La obligación inmediata del nuevo Congreso es investir un Ejecutivo que permita la gobernabilidad del país

La repetición de las elecciones generales se cobró ayer la carrera de uno de los jóvenes protagonistas que aparecieron hace pocos años en el escenario político asegurando que le insuflarían nueva vida. Albert Rivera, sin embargo, llevó a Ciudadanos a una insensata pugna con la derecha, desoyó a importantes miembros de su propio partido y provocó el desfondamiento total de su organización, algo que exigía, ciertamente, imprescindibles responsabilidades personales. La emotividad que acompañó su dimisión pública no justificó su ausencia de autocrítica.

Esa no ha sido, sin embargo, la única consecuencia del resultado electoral. De hecho, lo más destacado es que las elecciones no han resuelto las dificultades para que el candidato del partido más votado, el PSOE, obtenga la investidura, ni menos aún para garantizar la gobernabilidad. A esta realidad es preciso oponer otra más concluyente: bajo ningún concepto las fuerzas que obtuvieron representación el domingo pueden faltar de nuevo a su deber y conducir al país a una tercera llamada a las urnas. Las razones son políticas, en el sentido de que reclamar un nuevo mandato de los ciudadanos no conseguirá nunca suplir la ausencia de voluntad para contribuir a la formación de una mayoría. Si no existe esa voluntad, cualquier resultado electoral que no sea el pleno dominio de una única fuerza conducirá a la parálisis.

Pero son también, y sobre todo, razones institucionales las que hacen rotundamente inviable una repetición de la repetición. Invocar la fidelidad a los votantes o la incompatibilidad de los programas es violentar el carácter representativo del mandato que otorgan los electores, según la Constitución. Ese mandato es representativo, no imperativo, precisamente para evitar que bloqueos como los que viene padeciendo el Parlamento desde hace años puedan ampararse en ninguna excusa.

La primera e ineludible tarea de cualquier Legislativo salido de las urnas, sea cual sea su composición, es configurar un Ejecutivo en torno a un programa.
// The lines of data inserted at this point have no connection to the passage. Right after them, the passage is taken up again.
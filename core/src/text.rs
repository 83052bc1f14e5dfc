//! Literal text normalization.
//!
//! Trims leading and trailing ASCII space characters from literal text
//! values, one character at a time to fixpoint. Only `' '` (U+0020) is
//! recognized as trimmable: tabs, newlines, and other whitespace code
//! points are never stripped. This narrow definition is deliberate and
//! matches the peeling rule exactly; it is not `str::trim`.
//!
//! # Examples
//!
//! ```
//! use type_schema_core::{trim, trim_left, trim_right};
//!
//! assert_eq!(trim_left("  a"), "a");
//! assert_eq!(trim_right("a  "), "a");
//! assert_eq!(trim("  a b  "), "a b");
//! assert_eq!(trim("\ta"), "\ta"); // tab is untouched
//! ```

use crate::{Descriptor, DeriveError, Result};

/// Removes leading ASCII spaces.
///
/// Peels exactly one leading `' '` per step until the text no longer
/// starts with a space; the empty text terminates immediately.
pub fn trim_left(input: &str) -> &str {
    let mut rest = input;
    while let Some(stripped) = rest.strip_prefix(' ') {
        rest = stripped;
    }
    rest
}

/// Removes trailing ASCII spaces.
///
/// Symmetric to [`trim_left`]: peels one trailing `' '` per step from the
/// end.
pub fn trim_right(input: &str) -> &str {
    let mut rest = input;
    while let Some(stripped) = rest.strip_suffix(' ') {
        rest = stripped;
    }
    rest
}

/// Removes leading and trailing ASCII spaces.
///
/// Applies the [`trim_left`] rule to fixpoint, then [`trim_right`] on the
/// result. Interior spaces are preserved. Idempotent: `trim(trim(x)) ==
/// trim(x)` for every input.
pub fn trim(input: &str) -> &str {
    trim_right(trim_left(input))
}

/// Normalizes a literal text descriptor.
///
/// Returns a new [`Descriptor::TextLiteral`] with the value trimmed. Any
/// other descriptor is rejected with [`DeriveError::NotALiteral`]: only a
/// value known exactly at analysis time can be normalized.
///
/// # Examples
///
/// ```
/// use type_schema_core::*;
///
/// let literal = Descriptor::literal("  hello  ");
/// assert_eq!(trim_literal(&literal), Ok(Descriptor::literal("hello")));
///
/// assert_eq!(trim_literal(&Descriptor::Text), Err(DeriveError::NotALiteral));
/// ```
pub fn trim_literal(descriptor: &Descriptor) -> Result<Descriptor> {
    match descriptor {
        Descriptor::TextLiteral(value) => Ok(Descriptor::TextLiteral(trim(value).to_string())),
        _ => Err(DeriveError::NotALiteral),
    }
}

#[cfg(test)]
mod tests {
    use super::*;

    #[test]
    fn test_trim_left_examples() {
        assert_eq!(trim_left(""), "");
        assert_eq!(trim_left("  a"), "a");
        assert_eq!(trim_left("a  "), "a  ");
        assert_eq!(trim_left("   "), "");
    }

    #[test]
    fn test_trim_right_examples() {
        assert_eq!(trim_right(""), "");
        assert_eq!(trim_right("a  "), "a");
        assert_eq!(trim_right("  a"), "  a");
        assert_eq!(trim_right("   "), "");
    }

    #[test]
    fn test_trim_preserves_interior_spaces() {
        assert_eq!(trim("  a b  "), "a b");
    }

    #[test]
    fn test_trim_is_idempotent() {
        for input in ["", "  a b  ", "a", "   ", " \t ", "a b"] {
            assert_eq!(trim(trim(input)), trim(input));
        }
    }

    #[test]
    fn test_only_ascii_space_is_trimmed() {
        assert_eq!(trim("\ta"), "\ta");
        assert_eq!(trim("a\n"), "a\n");
        assert_eq!(trim(" \ta "), "\ta");
        // Non-breaking space is not trimmable either.
        assert_eq!(trim("\u{a0}a\u{a0}"), "\u{a0}a\u{a0}");
    }

    #[test]
    fn test_trim_literal_rejects_non_literals() {
        assert_eq!(trim_literal(&Descriptor::Text), Err(DeriveError::NotALiteral));
        assert_eq!(trim_literal(&Descriptor::Number), Err(DeriveError::NotALiteral));
    }

    #[test]
    fn test_trim_literal_trims_value() {
        let literal = Descriptor::literal("  spaced out  ");
        assert_eq!(
            trim_literal(&literal),
            Ok(Descriptor::literal("spaced out"))
        );
    }
}
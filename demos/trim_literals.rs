//! Literal text normalization walkthrough.
//!
//! Shows the one-character-at-a-time trimming rule over literal text
//! descriptors, including the cases it deliberately leaves alone (tabs,
//! newlines, interior spaces).
//!
//! # Usage
//!
//! ```bash
//! cargo run -p type-schema-demos --example trim_literals
//! ```

use type_schema_core::*;

fn main() {
    let samples = [
        "  a",
        "a  ",
        "  a b  ",
        "\ta",
        "a\n",
        "   ",
        "",
    ];

    println!("=== str-level trimming ===");
    for sample in samples {
        println!(
            "{:12} -> left {:10} right {:10} both {:?}",
            format!("{sample:?}"),
            format!("{:?}", trim_left(sample)),
            format!("{:?}", trim_right(sample)),
            trim(sample),
        );
    }

    println!();
    println!("=== descriptor-level trimming ===");
    let padded = Descriptor::literal("  release  ");
    match trim_literal(&padded) {
        Ok(trimmed) => println!("{padded:?} -> {trimmed:?}"),
        Err(e) => println!("rejected: {e}"),
    }

    // Only exact, statically known text can be normalized.
    match trim_literal(&Descriptor::Text) {
        Ok(trimmed) => println!("unexpected: {trimmed:?}"),
        Err(e) => println!("Descriptor::Text rejected: {e}"),
    }
}
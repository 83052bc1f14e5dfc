//! Analysis-time rejection types.
//!
//! There is no runtime error path in this crate: every failure is an
//! ill-formed derivation request, surfaced to the caller as a
//! [`DeriveError`] with no derived descriptor produced.

use thiserror::Error;

/// Errors produced when a derivation request is ill-formed.
///
/// Each variant names a specific rejection. The `Display` impl provides a
/// human-readable message.
#[derive(Debug, Clone, PartialEq, Eq, Error)]
pub enum DeriveError {
    /// The named field does not exist in the schema.
    #[error("unknown field: {0}")]
    UnknownField(String),
    /// The named field exists but its descriptor is not callable.
    #[error("field is not a method: {0}")]
    NotAMethod(String),
    /// Extension was requested for schemas whose key sets intersect.
    #[error("cannot extend: overlapping field {0}")]
    OverlappingField(String),
    /// Literal text normalization was requested for a non-literal descriptor.
    #[error("descriptor is not a literal text value")]
    NotALiteral,
}

/// Convenience alias for results with [`DeriveError`].
pub type Result<T> = std::result::Result<T, DeriveError>;
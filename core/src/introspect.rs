//! Schema introspection derivations.
//!
//! Extracts facts about a schema without changing it: its key set, the
//! union of its field descriptors, the callable/data partition of its
//! fields, and method lookups. All functions are pure; the empty schema
//! yields empty results everywhere and is never an error.
//!
//! # Examples
//!
//! ```
//! use type_schema_core::*;
//!
//! let schema = Schema::new()
//!     .with_field("name", Descriptor::Text)
//!     .with_field("greet", Descriptor::callable(vec![Descriptor::Text], Descriptor::Text));
//!
//! assert_eq!(keys(&schema), vec!["greet", "name"]);
//! assert_eq!(callable_field_names(&schema), vec!["greet"]);
//! assert_eq!(data_field_names(&schema), vec!["name"]);
//! ```

use crate::{CallableDescriptor, Descriptor, DeriveError, Result, Schema};

/// Returns the field names of a schema.
///
/// Exactly one entry per field, no duplicates; the order is the map's
/// deterministic key order and carries no meaning.
pub fn keys(schema: &Schema) -> Vec<&str> {
    schema.fields.keys().map(String::as_str).collect()
}

/// Returns the union of all top-level field descriptors.
///
/// Not recursive into nested schemas. Duplicate descriptors are collapsed.
/// A single distinct descriptor is returned unwrapped; the empty schema
/// yields the empty (uninhabited) union.
///
/// # Examples
///
/// ```
/// use type_schema_core::*;
///
/// let schema = Schema::new()
///     .with_field("host", Descriptor::Text)
///     .with_field("alias", Descriptor::Text)
///     .with_field("port", Descriptor::Number);
///
/// assert_eq!(
///     value_union(&schema),
///     Descriptor::Union(vec![Descriptor::Text, Descriptor::Number])
/// );
///
/// assert_eq!(value_union(&Schema::new()), Descriptor::Union(vec![]));
/// ```
pub fn value_union(schema: &Schema) -> Descriptor {
    let mut members: Vec<Descriptor> = Vec::new();
    for descriptor in schema.fields.values() {
        if !members.contains(descriptor) {
            members.push(descriptor.clone());
        }
    }
    match members.len() {
        1 => members.remove(0),
        _ => Descriptor::Union(members),
    }
}

/// Returns the names of fields whose descriptor is callable.
///
/// Classification uses [`Descriptor::is_callable`] alone, so together with
/// [`data_field_names`] this partitions [`keys`] exactly: the union is the
/// full key set and the intersection is empty. A union that merely
/// contains callables is a data field.
pub fn callable_field_names(schema: &Schema) -> Vec<&str> {
    schema
        .fields
        .iter()
        .filter(|(_, descriptor)| descriptor.is_callable())
        .map(|(name, _)| name.as_str())
        .collect()
}

/// Returns the names of fields whose descriptor is not callable.
pub fn data_field_names(schema: &Schema) -> Vec<&str> {
    schema
        .fields
        .iter()
        .filter(|(_, descriptor)| !descriptor.is_callable())
        .map(|(name, _)| name.as_str())
        .collect()
}

/// Returns the names of fields whose descriptor is assignable to `target`.
///
/// Generalizes [`callable_field_names`] to an arbitrary target descriptor.
///
/// # Examples
///
/// ```
/// use type_schema_core::*;
///
/// let schema = Schema::new()
///     .with_field("format", Descriptor::literal("json"))
///     .with_field("verbose", Descriptor::Boolean);
///
/// assert_eq!(fields_matching(&schema, &Descriptor::Text), vec!["format"]);
/// assert_eq!(fields_matching(&schema, &Descriptor::Number), Vec::<&str>::new());
/// ```
pub fn fields_matching<'a>(schema: &'a Schema, target: &Descriptor) -> Vec<&'a str> {
    schema
        .fields
        .iter()
        .filter(|(_, descriptor)| descriptor.is_assignable_to(target))
        .map(|(name, _)| name.as_str())
        .collect()
}

/// Returns the callable descriptor stored at `name`.
///
/// Rejected with [`DeriveError::UnknownField`] when the field does not
/// exist and [`DeriveError::NotAMethod`] when it exists but is not
/// callable.
///
/// # Examples
///
/// ```
/// use type_schema_core::*;
///
/// let schema = Schema::new()
///     .with_field("name", Descriptor::Text)
///     .with_field("greet", Descriptor::callable(vec![Descriptor::Text], Descriptor::Text));
///
/// let signature = method_signature(&schema, "greet").unwrap();
/// assert_eq!(signature.args, vec![Descriptor::Text]);
///
/// assert_eq!(
///     method_signature(&schema, "name"),
///     Err(DeriveError::NotAMethod("name".to_string()))
/// );
/// ```
pub fn method_signature<'a>(schema: &'a Schema, name: &str) -> Result<&'a CallableDescriptor> {
    match schema.get(name) {
        Some(Descriptor::Callable(signature)) => Ok(signature),
        Some(_) => Err(DeriveError::NotAMethod(name.to_string())),
        None => Err(DeriveError::UnknownField(name.to_string())),
    }
}

/// Returns `name` unchanged iff the field at `name` is callable.
///
/// `None` is the uninhabited result signaling "not a method"; it covers
/// both a missing field and a data field.
///
/// # Examples
///
/// ```
/// use type_schema_core::*;
///
/// let schema = Schema::new()
///     .with_field("name", Descriptor::Text)
///     .with_field("greet", Descriptor::callable(vec![Descriptor::Text], Descriptor::Text));
///
/// assert_eq!(method_name(&schema, "greet"), Some("greet"));
/// assert_eq!(method_name(&schema, "name"), None);
/// assert_eq!(method_name(&schema, "missing"), None);
/// ```
pub fn method_name<'a>(schema: &Schema, name: &'a str) -> Option<&'a str> {
    match schema.get(name) {
        Some(descriptor) if descriptor.is_callable() => Some(name),
        _ => None,
    }
}

#[cfg(test)]
mod tests {
    use super::*;

    fn greeter() -> Schema {
        Schema::new()
            .with_field("name", Descriptor::Text)
            .with_field(
                "greet",
                Descriptor::callable(vec![Descriptor::Text], Descriptor::Text),
            )
    }

    #[test]
    fn test_keys_has_one_entry_per_field() {
        let schema = greeter();
        let mut names = keys(&schema);
        names.sort_unstable();
        names.dedup();
        assert_eq!(names.len(), schema.len());
    }

    #[test]
    fn test_partition_is_total_and_disjoint() {
        let schema = greeter();
        let callables = callable_field_names(&schema);
        let data = data_field_names(&schema);

        assert_eq!(callables, vec!["greet"]);
        assert_eq!(data, vec!["name"]);
        assert_eq!(callables.len() + data.len(), schema.len());
        assert!(callables.iter().all(|name| !data.contains(name)));
    }

    #[test]
    fn test_union_fields_are_data_fields() {
        // A union is not a callable descriptor, even when every member is,
        // and the empty union is not one either.
        let schema = Schema::new()
            .with_field(
                "hook",
                Descriptor::Union(vec![Descriptor::callable(Vec::new(), Descriptor::Null)]),
            )
            .with_field("empty", Descriptor::Union(Vec::new()));

        assert!(callable_field_names(&schema).is_empty());
        assert_eq!(data_field_names(&schema), vec!["empty", "hook"]);
    }

    #[test]
    fn test_empty_schema_yields_empty_sets() {
        let empty = Schema::new();
        assert!(keys(&empty).is_empty());
        assert!(callable_field_names(&empty).is_empty());
        assert!(data_field_names(&empty).is_empty());
        assert!(fields_matching(&empty, &Descriptor::Any).is_empty());
        assert_eq!(value_union(&empty), Descriptor::Union(Vec::new()));
    }

    #[test]
    fn test_value_union_collapses_duplicates() {
        let schema = Schema::new()
            .with_field("first", Descriptor::Text)
            .with_field("second", Descriptor::Text);
        assert_eq!(value_union(&schema), Descriptor::Text);
    }

    #[test]
    fn test_value_union_is_not_recursive() {
        let nested = Schema::new().with_field("inner", Descriptor::Number);
        let schema = Schema::new().with_field("nested", Descriptor::Structural(nested.clone()));
        assert_eq!(value_union(&schema), Descriptor::Structural(nested));
    }

    #[test]
    fn test_method_signature_scenario() {
        let schema = greeter();

        let signature = method_signature(&schema, "greet").unwrap();
        assert_eq!(signature.args, vec![Descriptor::Text]);
        assert_eq!(*signature.returns, Descriptor::Text);

        assert_eq!(
            method_signature(&schema, "name"),
            Err(DeriveError::NotAMethod("name".to_string()))
        );
        assert_eq!(
            method_signature(&schema, "missing"),
            Err(DeriveError::UnknownField("missing".to_string()))
        );
    }

    #[test]
    fn test_method_name_only_for_callables() {
        let schema = greeter();
        assert_eq!(method_name(&schema, "greet"), Some("greet"));
        assert_eq!(method_name(&schema, "name"), None);
        assert_eq!(method_name(&schema, "missing"), None);
    }

    #[test]
    fn test_fields_matching_callable_target_by_signature() {
        let schema = Schema::new()
            .with_field(
                "greet",
                Descriptor::callable(vec![Descriptor::Text], Descriptor::Text),
            )
            .with_field(
                "reset",
                Descriptor::callable(Vec::new(), Descriptor::Null),
            );

        let exact = Descriptor::callable(vec![Descriptor::Text], Descriptor::Text);
        assert_eq!(fields_matching(&schema, &exact), vec!["greet"]);

        let wildcard = Descriptor::Callable(CallableDescriptor::wildcard());
        assert_eq!(fields_matching(&schema, &wildcard), vec!["greet", "reset"]);
    }
}
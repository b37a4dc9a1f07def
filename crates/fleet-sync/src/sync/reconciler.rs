//! 本地对账：把远端变更逐条应用到本地集合
//!
//! - added / modified：按 key 查找，存在则整体覆盖（远端为准），否则插入
//! - removed：存在则删除，不存在为 no-op
//! - 单条事件的解码或存储失败只记录日志，批次继续处理

use tracing::{debug, error, warn};

use crate::codec::{parse_document_id, DecodeError, RecordCodec};
use crate::remote::{ChangeBatch, ChangeType, DocumentChange};
use crate::storage::LocalCollection;

/// 单条变更的处理结果
#[derive(Debug, Clone, PartialEq)]
pub enum ApplyOutcome {
    Inserted { dropped_entries: usize },
    Updated { dropped_entries: usize },
    Removed,
    /// 删除了本地并不存在的记录
    MissingRemoval,
    DecodeFailed(DecodeError),
    StoreFailed(String),
}

/// 一个批次的处理汇总
#[derive(Debug, Clone, Default, PartialEq, Eq)]
pub struct ApplyReport {
    pub inserted: usize,
    pub updated: usize,
    pub removed: usize,
    pub missing_removals: usize,
    pub decode_failures: usize,
    pub store_failures: usize,
    /// 被丢弃的召回 / 保养条目总数
    pub dropped_entries: usize,
    /// 会话已结束，批次被整体忽略
    pub stale: bool,
}

impl ApplyReport {
    pub fn stale() -> Self {
        Self {
            stale: true,
            ..Self::default()
        }
    }

    pub fn record(&mut self, outcome: &ApplyOutcome) {
        match outcome {
            ApplyOutcome::Inserted { dropped_entries } => {
                self.inserted += 1;
                self.dropped_entries += dropped_entries;
            }
            ApplyOutcome::Updated { dropped_entries } => {
                self.updated += 1;
                self.dropped_entries += dropped_entries;
            }
            ApplyOutcome::Removed => self.removed += 1,
            ApplyOutcome::MissingRemoval => self.missing_removals += 1,
            ApplyOutcome::DecodeFailed(_) => self.decode_failures += 1,
            ApplyOutcome::StoreFailed(_) => self.store_failures += 1,
        }
    }

    /// 已处理的变更数
    pub fn total(&self) -> usize {
        self.inserted
            + self.updated
            + self.removed
            + self.missing_removals
            + self.decode_failures
            + self.store_failures
    }

    pub fn has_failures(&self) -> bool {
        self.decode_failures > 0 || self.store_failures > 0
    }
}

#[derive(Debug, Clone, Default)]
pub struct LocalReconciler {
    codec: RecordCodec,
}

impl LocalReconciler {
    pub fn new(codec: RecordCodec) -> Self {
        Self { codec }
    }

    /// 按投递顺序逐条应用，不重新排序
    pub fn apply_batch<S>(&self, batch: &ChangeBatch, store: &mut S) -> ApplyReport
    where
        S: LocalCollection + ?Sized,
    {
        let mut report = ApplyReport::default();
        for change in &batch.changes {
            let outcome = self.apply(change, store);
            report.record(&outcome);
        }
        debug!(
            "批次应用完成: inserted={} updated={} removed={} missing={} decode_failed={} store_failed={} dropped={}",
            report.inserted,
            report.updated,
            report.removed,
            report.missing_removals,
            report.decode_failures,
            report.store_failures,
            report.dropped_entries
        );
        report
    }

    /// 应用单条变更；任何失败都在这里被吞掉并记录
    pub fn apply<S>(&self, change: &DocumentChange, store: &mut S) -> ApplyOutcome
    where
        S: LocalCollection + ?Sized,
    {
        match change.change_type {
            ChangeType::Added | ChangeType::Modified => self.upsert(change, store),
            ChangeType::Removed => self.remove(change, store),
        }
    }

    fn upsert<S>(&self, change: &DocumentChange, store: &mut S) -> ApplyOutcome
    where
        S: LocalCollection + ?Sized,
    {
        let outcome = match self
            .codec
            .decode_with_report(&change.fields, &change.document_id)
        {
            Ok(outcome) => outcome,
            Err(e) => {
                warn!("丢弃无法解码的文档 {} ({}): {}", change.document_id, change.change_type, e);
                return ApplyOutcome::DecodeFailed(e);
            }
        };
        let dropped_entries = outcome.dropped.len();
        let decoded = outcome.vehicle;

        let existing = match store.fetch_by_id(decoded.id) {
            Ok(existing) => existing,
            Err(e) => {
                error!("查询本地车辆 {} 失败: {}", decoded.id, e);
                return ApplyOutcome::StoreFailed(e.to_string());
            }
        };

        match existing {
            Some(mut local) => {
                local.overwrite_with(&decoded);
                if let Err(e) = store.save(&local) {
                    error!("覆盖本地车辆 {} 失败: {}", local.id, e);
                    return ApplyOutcome::StoreFailed(e.to_string());
                }
                debug!("覆盖本地车辆 {}", local.id);
                ApplyOutcome::Updated { dropped_entries }
            }
            None => {
                if let Err(e) = store.insert(&decoded) {
                    error!("插入本地车辆 {} 失败: {}", decoded.id, e);
                    return ApplyOutcome::StoreFailed(e.to_string());
                }
                debug!("插入本地车辆 {}", decoded.id);
                ApplyOutcome::Inserted { dropped_entries }
            }
        }
    }

    fn remove<S>(&self, change: &DocumentChange, store: &mut S) -> ApplyOutcome
    where
        S: LocalCollection + ?Sized,
    {
        let Some(id) = parse_document_id(&change.document_id) else {
            warn!("忽略非法文档 key 的删除事件: {:?}", change.document_id);
            return ApplyOutcome::DecodeFailed(DecodeError::InvalidDocumentId(
                change.document_id.clone(),
            ));
        };

        match store.fetch_by_id(id) {
            Ok(Some(_)) => {}
            Ok(None) => {
                debug!("本地不存在 {}，删除事件忽略", id);
                return ApplyOutcome::MissingRemoval;
            }
            Err(e) => {
                error!("查询本地车辆 {} 失败: {}", id, e);
                return ApplyOutcome::StoreFailed(e.to_string());
            }
        }

        match store.delete(id) {
            Ok(true) => {
                debug!("删除本地车辆 {}", id);
                ApplyOutcome::Removed
            }
            Ok(false) => ApplyOutcome::MissingRemoval,
            Err(e) => {
                error!("删除本地车辆 {} 失败: {}", id, e);
                ApplyOutcome::StoreFailed(e.to_string())
            }
        }
    }
}

#[cfg(test)]
mod tests {
    use super::*;
    use crate::codec::{document_id, field_map_from_json, FieldMap};
    use crate::model::Vehicle;
    use crate::storage::MemoryCollection;
    use serde_json::json;
    use uuid::Uuid;

    fn reconciler() -> LocalReconciler {
        LocalReconciler::new(RecordCodec::new())
    }

    fn civic(mileage: i64) -> FieldMap {
        field_map_from_json(json!({
            "make": "Honda", "model": "Civic", "year": 2024, "mileage": mileage
        }))
    }

    #[test]
    fn added_twice_yields_one_record_with_latest_values() {
        let key = document_id(Uuid::new_v4());
        let mut store = MemoryCollection::new();
        let r = reconciler();

        assert_eq!(
            r.apply(&DocumentChange::added(key.clone(), civic(100)), &mut store),
            ApplyOutcome::Inserted { dropped_entries: 0 }
        );
        assert_eq!(
            r.apply(&DocumentChange::added(key.clone(), civic(200)), &mut store),
            ApplyOutcome::Updated { dropped_entries: 0 }
        );

        let all = store.fetch_all().unwrap();
        assert_eq!(all.len(), 1);
        assert_eq!(all[0].mileage, 200);
    }

    #[test]
    fn modified_overwrites_every_field() {
        let mut local = Vehicle::new("Honda", "Civic", 2020);
        local.trim = "EX".to_string();
        local.color = "Blue".to_string();
        let mut store = MemoryCollection::with_vehicles([local.clone()]);

        let change = DocumentChange::modified(document_id(local.id), civic(5));
        reconciler().apply(&change, &mut store);

        let updated = store.fetch_by_id(local.id).unwrap().unwrap();
        assert_eq!(updated.year, 2024);
        assert_eq!(updated.mileage, 5);
        // 远端缺失的字段回退默认值，而不是保留本地值
        assert_eq!(updated.trim, "");
        assert_eq!(updated.color, "");
    }

    #[test]
    fn modified_for_unknown_key_inserts() {
        let key = document_id(Uuid::new_v4());
        let mut store = MemoryCollection::new();
        let outcome = reconciler().apply(&DocumentChange::modified(key, civic(1)), &mut store);
        assert_eq!(outcome, ApplyOutcome::Inserted { dropped_entries: 0 });
        assert_eq!(store.len(), 1);
    }

    #[test]
    fn removed_for_missing_key_is_noop() {
        let mut store = MemoryCollection::with_vehicles([Vehicle::new("Honda", "Civic", 2024)]);
        let outcome = reconciler().apply(
            &DocumentChange::removed(document_id(Uuid::new_v4())),
            &mut store,
        );
        assert_eq!(outcome, ApplyOutcome::MissingRemoval);
        assert_eq!(store.len(), 1);
    }

    #[test]
    fn removed_deletes_local_record() {
        let v = Vehicle::new("Honda", "Civic", 2024);
        let mut store = MemoryCollection::with_vehicles([v.clone()]);
        let outcome = reconciler().apply(&DocumentChange::removed(document_id(v.id)), &mut store);
        assert_eq!(outcome, ApplyOutcome::Removed);
        assert!(store.is_empty());
    }

    #[test]
    fn bad_events_do_not_stop_the_batch() {
        let good_a = document_id(Uuid::new_v4());
        let good_b = document_id(Uuid::new_v4());
        let failing = Uuid::new_v4();
        let mut store = MemoryCollection::new();
        store.fail_operations_for(failing);

        let batch = ChangeBatch::new(vec![
            DocumentChange::added(good_a.clone(), civic(1)),
            DocumentChange::added("not-a-uuid", civic(2)),
            DocumentChange::added(
                document_id(Uuid::new_v4()),
                field_map_from_json(json!({ "model": "Civic", "year": 2024 })),
            ),
            DocumentChange::added(document_id(failing), civic(3)),
            DocumentChange::added(good_b.clone(), civic(4)),
            DocumentChange::removed("garbage"),
        ]);
        let report = reconciler().apply_batch(&batch, &mut store);

        assert_eq!(report.inserted, 2);
        assert_eq!(report.decode_failures, 3);
        assert_eq!(report.store_failures, 1);
        assert_eq!(report.total(), 6);
        assert!(report.has_failures());
        assert_eq!(store.len(), 2);
    }

    #[test]
    fn grouped_batch_applies_in_delivery_order() {
        let existing = Vehicle::new("BMW", "M4", 2022);
        let doomed = Vehicle::new("Ford", "F-150", 2019);
        let new_key = document_id(Uuid::new_v4());
        let mut store = MemoryCollection::with_vehicles([existing.clone(), doomed.clone()]);

        let batch = ChangeBatch::new(vec![
            DocumentChange::added(new_key.clone(), civic(10)),
            DocumentChange::modified(
                document_id(existing.id),
                field_map_from_json(json!({ "make": "BMW", "model": "M4", "year": 2023 })),
            ),
            DocumentChange::removed(document_id(doomed.id)),
            // 同一批次内先新增后删除
            DocumentChange::removed(new_key),
        ]);
        let report = reconciler().apply_batch(&batch, &mut store);

        assert_eq!(
            report,
            ApplyReport {
                inserted: 1,
                updated: 1,
                removed: 2,
                ..ApplyReport::default()
            }
        );
        let all = store.fetch_all().unwrap();
        assert_eq!(all.len(), 1);
        assert_eq!(all[0].year, 2023);
    }

    #[test]
    fn dropped_nested_entries_are_counted() {
        let mut fields = civic(0);
        fields.extend(field_map_from_json(json!({
            "recalls": [{ "title": "no id" }, { "id": Uuid::new_v4().to_string(), "title": "ok" }]
        })));
        let mut store = MemoryCollection::new();
        let batch = ChangeBatch::new(vec![DocumentChange::added(
            document_id(Uuid::new_v4()),
            fields,
        )]);
        let report = reconciler().apply_batch(&batch, &mut store);
        assert_eq!(report.dropped_entries, 1);
        assert_eq!(store.snapshot()[0].recalls.len(), 1);
    }
}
Y la obligación de negociar ese programa no puede trivializarse hasta quedar confundida con la resolución de un banal rompecabezas de números y letras. La parálisis inducida por la incorrecta gestión política de las instituciones ha provocado que las posiciones más extremistas adquieran un peso determinante en la composición del Congreso y, por tanto, en las decisiones que puedan adoptarse para formar Gobierno. Esta situación resulta más insostenible desde el domingo, en la medida en que no son solo las fuerzas independentistas las que aspiran a resultar centrales, convirtiéndose en árbitros del sistema constitucional para mejor descomponerlo, sino también la ultraderecha. La pregunta relevante no es cuál de ambos extremos entraña más riesgos para el sistema constitucional, a fin de justificar los pactos propios y recriminar los ajenos, sino acordar cuanto antes unas líneas políticas que permitan limitar la influencia tanto de un extremo como del otro en el Congreso.

Las fuerzas partidarias de la secesión de Cataluña pretenden ocultar su incapacidad para ofrecer un nuevo objetivo político a sus partidarios detrás de la perpetuación de las manifestaciones. Por sí mismas, estas acciones no tendrían capacidad de desestabilización si no contaran de antemano con las reacciones al alza del PP, Ciudadanos y Vox, que durante la campaña han rivalizado en la dureza de las medidas que exigían y en la gravedad de las acusaciones de condescendencia contra el Gobierno.

Vox confía ahora en arrastrar al PP hacia el terreno del extremismo, en el que se sabe imbatible. Con un siniestro efecto añadido, y es que un eventual escoramiento de la política española hacia las posiciones de la ultraderecha es exactamente la contraparte que el independentismo necesita para justificarse. La espiral que buscan desencadenar el independentismo y la ultraderecha, y que fuerzas como Unidas Podemos parecen minusvalorar por dogmatismo ideológico, solo puede ser detenida mediante un pacto entre todos los partidos que se sientan comprometidos con el orden constitucional. Un pacto que no trata de ofrecer nada a los independentistas ni a la ultraderecha, sino de establecer un marco de confianza entre los partidos conscientes de la necesidad de proceder a un urgente entendimiento entre ellos, ofreciéndose recíprocamente garantías acerca de qué es lo que puede y no puede esperar el independentismo, gobierne quien gobierne.

Un pacto así es tanto más necesario cuanto que la formación de Gobierno en un Parlamento fragmentado y polarizado será difícil si los partidos dispuestos a poner en marcha esta legislatura no blindan un espacio para la negociación, colocándola a salvo de las provocaciones del independentismo y de las baladronadas de la ultraderecha. Es en ese espacio donde cabe concebir las negociaciones imprescindibles para que prospere una investidura y la gobernabilidad quede asegurada, al menos, en lo referente a las necesidades más acuciantes, comenzando por la aprobación de un Presupuesto. Ningún partido tiene la solución milagrosa para el desafío independentista en Cataluña, pero todos pueden estar de acuerdo en que, en el Gobierno o en la oposición, no dejarán de defender la unidad territorial, ni de asumir la revisión constitucional de los instrumentos de autogobierno de Cataluña, ya se trate de un nuevo Estatut o de un nuevo sistema de financiación.